Are leases in Laikipia about to start expiring?

"The conservancies in Laikipia formerly held 999 year leases but these are now being reduced to 99 year leases." /THE STAR
"The conservancies in Laikipia formerly held 999 year leases but these are now being reduced to 99 year leases." /THE STAR

Former Laikipia North MP Matthew Lempurkel has argued publicly and in court that colonial leases are now expiring in Laikipia. He claims powerful people are conspiring to grab the expired leases and pastoralists are just trying to recover their ancestral land before it is stolen again.

The facts

No leases are about to expire in Laikipia.

Smallholder farmers on settlement schemes have freehold titles that never expire. They have security of tenure despite having been invaded during 2017.

Article 65 (1) of the Constitution provides that a person who is not a Kenyan citizen shall only hold a leasehold interest in land for a term not exceeding 99 years. Any lease longer than that was automatically converted to a 99 year lease if it was held by a non-citizen.

Freehold titles held by foreigners were formally converted into 99 year leases under the terms of the 2010 Land Registration Act.

Draft land regulations from the Ministry of Lands state that the effective starting date for the new 99 year leases is 27 August 2010. Therefore freehold titles formerly held by foreigners and now converted to leasehold titles will not expire until 2109.

Most of the ranches in Northern Kenya are owned by Kenyan citizens, including those of European extraction, and they are therefore unaffected by the 2010 Land Registration Act. If they hold Freehold title deeds or 999 year leases, those were both preserved by the Constitution.

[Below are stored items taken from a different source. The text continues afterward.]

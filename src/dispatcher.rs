//! Realtime dispatcher: reacts to control bytes and fans notifications out.
//!
//! # Lifecycle
//!
//! ```text
//!   Disconnected ──start()──► Connecting ──on_open()──► Connected
//!        ▲                                                  │
//!        └──────────── on_close() / on_error() ─────────────┘
//! ```
//!
//! The transport (see [`crate::connection`]) calls the four hooks
//! [`Dispatcher::on_open`], [`Dispatcher::on_message`],
//! [`Dispatcher::on_error`] and [`Dispatcher::on_close`]. `on_open` hands
//! back the login frame to send. Every inbound frame is a single control
//! byte:
//!
//! | byte | meaning | reaction |
//! |---|---|---|
//! | `#` | keep-alive | none |
//! | `!` | new messages | [`Dispatcher::sync`] |
//! | `R` | reload requested | logged only; reconnecting is the caller's call |
//! | `E` | permanent error | fresh bootstrap replaces the session |
//! | `A` | logged in elsewhere | logged only; must not reconnect |
//!
//! Unknown bytes are logged and ignored.
//!
//! Handling is synchronous: a slow handler delays the next frame,
//! keep-alives included.

use std::fmt;
use std::path::PathBuf;

use anyhow::{Context, Result};

use crate::api::{Endpoints, HttpTransport};
use crate::credentials::Credentials;
use crate::notification::Notification;
use crate::registry::Registry;
use crate::session::{ApiOutcome, Session};
use crate::shell::{CommandRunner, ShellLine, ShellRunner};

/// Control byte sent by the realtime server.
#[derive(Debug, Clone, Copy, PartialEq, Eq)]
pub enum ControlCode {
    /// `#`: keep-alive packet, no response needed.
    KeepAlive,
    /// `!`: a new message has arrived; sync.
    Sync,
    /// `R`: drop the connection and reconnect.
    Reload,
    /// `E`: permanent problem; do not reconnect automatically.
    PermanentError,
    /// `A`: the device logged in from another session.
    SessionSuperseded,
}

impl ControlCode {
    /// Decode a single control byte.
    #[must_use]
    pub fn from_byte(byte: u8) -> Option<Self> {
        match byte {
            b'#' => Some(Self::KeepAlive),
            b'!' => Some(Self::Sync),
            b'R' => Some(Self::Reload),
            b'E' => Some(Self::PermanentError),
            b'A' => Some(Self::SessionSuperseded),
            _ => None,
        }
    }

    /// Decode a whole frame; only single-byte frames are control codes.
    #[must_use]
    pub fn from_frame(frame: &[u8]) -> Option<Self> {
        match frame {
            [byte] => Self::from_byte(*byte),
            _ => None,
        }
    }

    /// Wire byte of this code.
    #[must_use]
    pub fn as_byte(self) -> u8 {
        match self {
            Self::KeepAlive => b'#',
            Self::Sync => b'!',
            Self::Reload => b'R',
            Self::PermanentError => b'E',
            Self::SessionSuperseded => b'A',
        }
    }

    /// Vendor description of the code.
    #[must_use]
    pub fn meaning(self) -> &'static str {
        match self {
            Self::KeepAlive => "Keep-alive packet, no response needed.",
            Self::Sync => "A new message has arrived; you should perform a sync.",
            Self::Reload => "Reload request; you should drop your connection and re-connect.",
            Self::PermanentError => {
                "Error; a permanent problem occured and you should not automatically \
                 re-connect. Prompt the user to login again or re-enable the device."
            }
            Self::SessionSuperseded => {
                "Error; the device logged in from another session and this session is \
                 being closed. Do not automatically re-connect."
            }
        }
    }
}

/// Connection lifecycle as seen by the dispatcher.
#[derive(Debug, Clone, Copy, PartialEq, Eq)]
pub enum ConnectionState {
    /// No connection.
    Disconnected,
    /// Connection requested, not yet open.
    Connecting,
    /// Open and logged in.
    Connected,
}

/// Produces a freshly bootstrapped session after a permanent error.
pub type BootstrapFn = Box<dyn FnMut() -> Result<Session>>;

/// Bootstrap a new HTTP session from the credentials file at `path`.
fn bootstrap_from_file(
    endpoints: Endpoints,
    path: Option<PathBuf>,
    device_name: Option<String>,
) -> BootstrapFn {
    Box::new(move || {
        let path = path
            .clone()
            .context("No credentials file to bootstrap a new session from")?;
        let mut session = Session::new(
            Box::new(HttpTransport::new()?),
            endpoints.clone(),
            Credentials::default(),
        )
        .with_credentials_path(path);
        session.load_credentials()?;
        session.bootstrap(device_name.as_deref())?;
        Ok(session)
    })
}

Therefore no freehold title or lease will expire on most of the ranches in Laikipia or northern Kenya in the foreseeable future..

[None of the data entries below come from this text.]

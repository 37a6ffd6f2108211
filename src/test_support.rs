//! Shared fakes for unit tests.

use std::cell::RefCell;
use std::collections::VecDeque;
use std::rc::Rc;

use anyhow::Result;
use serde_json::Value;

use crate::api::{ApiReply, ApiTransport};
use crate::shell::{CommandRunner, ShellLine};

/// Build a reply with the given HTTP status and JSON body.
pub fn reply(http_status: u16, body: Value) -> ApiReply {
    ApiReply { http_status, body }
}

/// A request seen by [`ScriptedTransport`].
#[derive(Debug, Clone)]
pub struct Request {
    pub method: &'static str,
    pub url: String,
    pub params: Vec<(String, String)>,
}

impl Request {
    pub fn param(&self, key: &str) -> Option<&str> {
        self.params
            .iter()
            .find(|(k, _)| k == key)
            .map(|(_, v)| v.as_str())
    }
}

#[derive(Debug, Default)]
struct Script {
    replies: VecDeque<ApiReply>,
    requests: Vec<Request>,
}

/// Transport answering from a queue of canned replies and recording requests.
#[derive(Debug, Clone, Default)]
pub struct ScriptedTransport {
    script: Rc<RefCell<Script>>,
}

impl ScriptedTransport {
    pub fn new() -> Self {
        Self::default()
    }

    pub fn push(&self, reply: ApiReply) {
        self.script.borrow_mut().replies.push_back(reply);
    }

    pub fn requests(&self) -> Vec<Request> {
        self.script.borrow().requests.clone()
    }

    fn answer(&self, method: &'static str, url: &str, params: &[(&str, &str)]) -> Result<ApiReply> {
        let mut script = self.script.borrow_mut();
        script.requests.push(Request {
            method,
            url: url.to_string(),
            params: params
                .iter()
                .map(|(k, v)| ((*k).to_string(), (*v).to_string()))
                .collect(),
        });
        script
            .replies
            .pop_front()
            .ok_or_else(|| anyhow::anyhow!("no scripted reply for {method} {url}"))
    }
}

impl ApiTransport for ScriptedTransport {
    fn post_form(&self, url: &str, form: &[(&str, &str)]) -> Result<ApiReply> {
        self.answer("POST", url, form)
    }

    fn get_query(&self, url: &str, query: &[(&str, &str)]) -> Result<ApiReply> {
        self.answer("GET", url, query)
    }
}

/// Runner that records shell lines instead of executing them.
#[derive(Debug, Clone, Default)]
pub struct RecordingRunner {
    lines: Rc<RefCell<Vec<String>>>,
}

impl RecordingRunner {
    pub fn new() -> Self {
        Self::default()
    }

    pub fn lines(&self) -> Vec<String> {
        self.lines.borrow().clone()
    }
}

impl CommandRunner for RecordingRunner {
    fn run(&mut self, line: &ShellLine) -> Result<()> {
        self.lines.borrow_mut().push(line.as_str().to_string());
        Ok(())
    }
}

The conservancies in Laikipia formerly held 999 year leases but these are now being reduced to 99 year leases, if they are not Kenyan owned, and they will expire in 2109.

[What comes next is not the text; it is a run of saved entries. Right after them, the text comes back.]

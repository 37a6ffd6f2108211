//! Pushover Open Client - receive Pushover notifications on a desktop device.
//!
//! Logs in to the Pushover Open Client API, registers a device, downloads and
//! acknowledges messages, and listens on the realtime WebSocket for new ones.
//! Every message is handed to user-registered handlers and, when the operator
//! allows it, to the shell.
//!
//! # Architecture
//!
//! - **Session** - account state and the REST calls (login, register, download, acknowledge)
//! - **Registry** - dispatch tables keyed by the first word of a message
//! - **Dispatcher** - realtime state machine reacting to server control bytes
//! - **Connection** - async WebSocket loop driving the dispatcher
//!
//! # Modules
//!
//! - [`session`] - REST session and device bootstrap
//! - [`dispatcher`] - control-byte handling and notification fan-out
//! - [`registry`] - handler registration
//! - [`config`] - configuration loading/saving

pub mod api;
pub mod config;
pub mod connection;
pub mod constants;
pub mod credentials;
pub mod dispatcher;
pub mod notification;
pub mod registry;
pub mod session;
pub mod shell;
pub mod ws;

#[cfg(test)]
mod test_support;

// Re-export commonly used types
pub use api::{ApiErrors, ApiReply, ApiTransport, Endpoints, HttpTransport};
pub use config::Config;
pub use credentials::{Credentials, CredentialsError};
pub use dispatcher::{ConnectionState, ControlCode, Dispatcher};
pub use notification::{Notification, NotificationStore};
pub use registry::Registry;
pub use session::{ApiOutcome, LoginOutcome, Session};
pub use shell::{CommandLine, CommandRunner, ShellLine, ShellRunner};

There is another small batch of 99-year leases issues by the colonial government in the 1950s called Temporary Occupation Licences (TOLS), a government system that applied in remote parts of Kenya. These 99 year leases will only expire after 2050. If Kenyans own those leases, they will be automatically renewed by government.

The underlying owner of all leasehold land in Kenya – whether in Nairobi, Laikipia or the Coast – is the Republic of Kenya. Therefore no leasehold land would revert to any ancestral community, if and when a lease might expire.

In summary, the rhetoric about the imminent expiry of leases in Laikipia is false.